Last week, directors from the newly created Office of Undergraduate Research at Cal Poly Pomona, a Los Angeles-area polytechnic university within the California State University system, visited Vanderbilt to discuss research and education partnerships.

The goal, said Don Brunson, assistant dean of the Graduate School and director of the Enhancing Diversity in Graduate Education Program (VU-EDGE), is to build stronger connections between the Graduate School and highly diverse undergraduate institutions whose excellence is too often overlooked by elite universities. “We’re really excited about this because we’ve had Cal Poly students in the Bridge Program and summer research programs, but now we’re hoping to make this relationship much more intentional,” Brunson said. “Instead of students finding us, we’re going to start looking for them.”

“What Dean Brunson is doing with Cal Poly is truly innovative and unique, and reflects Vanderbilt’s strong commitment to diversity and to leading the vanguard in ways to promote diversity within our graduate student population,” said Mark Wallace, dean of the Graduate School.

Sukhetu Bhasavar, director of the Kellogg Honors College, and Winny Dong, director of the Undergraduate Research Program, were treated to an intensive, one-day overview of the wide variety of services and opportunities Vanderbilt offers its graduate students.
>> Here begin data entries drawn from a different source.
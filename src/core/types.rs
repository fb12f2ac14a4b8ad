use crate::core::role::Role;
use chrono::{DateTime, Utc};
use serde::{Deserialize, Serialize};
use std::collections::HashMap;
use uuid::Uuid;

/// User attributes cached per session id.
///
/// Stored as a flat hash of string fields so any key-value cache can hold it.
#[derive(Debug, Clone, PartialEq, Eq, Serialize, Deserialize)]
pub struct SessionRecord {
    pub username: String,
    pub email: String,
    /// bcrypt hash, never the plain password.
    pub password: String,
    pub role: String,
}

impl SessionRecord {
    pub fn from_account(account: &Account) -> Self {
        SessionRecord {
            username: account.username.clone(),
            email: account.email.clone(),
            password: account.password_hash.clone(),
            role: account.role.to_string(),
        }
    }

    pub fn to_fields(&self) -> Vec<(&'static str, String)> {
        vec![
            ("username", self.username.clone()),
            ("email", self.email.clone()),
            ("password", self.password.clone()),
            ("role", self.role.clone()),
        ]
    }

    /// Rebuilds a record from a stored hash.
    ///
    /// An empty hash, or one without a username, is not a session.
    pub fn from_fields(mut fields: HashMap<String, String>) -> Option<Self> {
        let username = fields.remove("username").filter(|u| !u.is_empty())?;
        Some(SessionRecord {
            username,
            email: fields.remove("email").unwrap_or_default(),
            password: fields.remove("password").unwrap_or_default(),
            role: fields.remove("role").unwrap_or_default(),
        })
    }

    pub fn role(&self) -> Option<Role> {
        self.role.parse().ok()
    }
}

#[derive(Debug, Clone, Serialize, Deserialize)]
pub struct Account {
    pub username: String,
    pub email: String,
    #[serde(skip_serializing)]
    pub password_hash: String,
    pub role: Role,
    pub created_at: DateTime<Utc>,
}

#[derive(Debug, Clone, PartialEq, Serialize, Deserialize)]
pub struct Book {
    pub id: Uuid,
    pub title: String,
    pub author: String,
    pub edition: Option<String>,
    pub created_by: String,
    pub created_at: DateTime<Utc>,
}

#[derive(Debug, Clone, PartialEq, Serialize, Deserialize)]
pub struct Review {
    pub id: Uuid,
    pub book_id: Uuid,
    pub author: String,
    pub rating: u8,
    pub body: String,
    pub created_at: DateTime<Utc>,
}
They met with admissions staff and representatives from the Fisk-Vanderbilt Bridge Program and the School of Medicine’s Initiative for Maximizing Student Diversity programs, learned about Vanderbilt’s variety of student support services, visited the Bishop Joseph Johnson Black Cultural Center, which co-sponsored a luncheon with Vanderbilt faculty, and attended a presentation on Vanderbilt’s summer research opportunities, which brings undergraduates from other institutions to perform research at Vanderbilt during the summer session.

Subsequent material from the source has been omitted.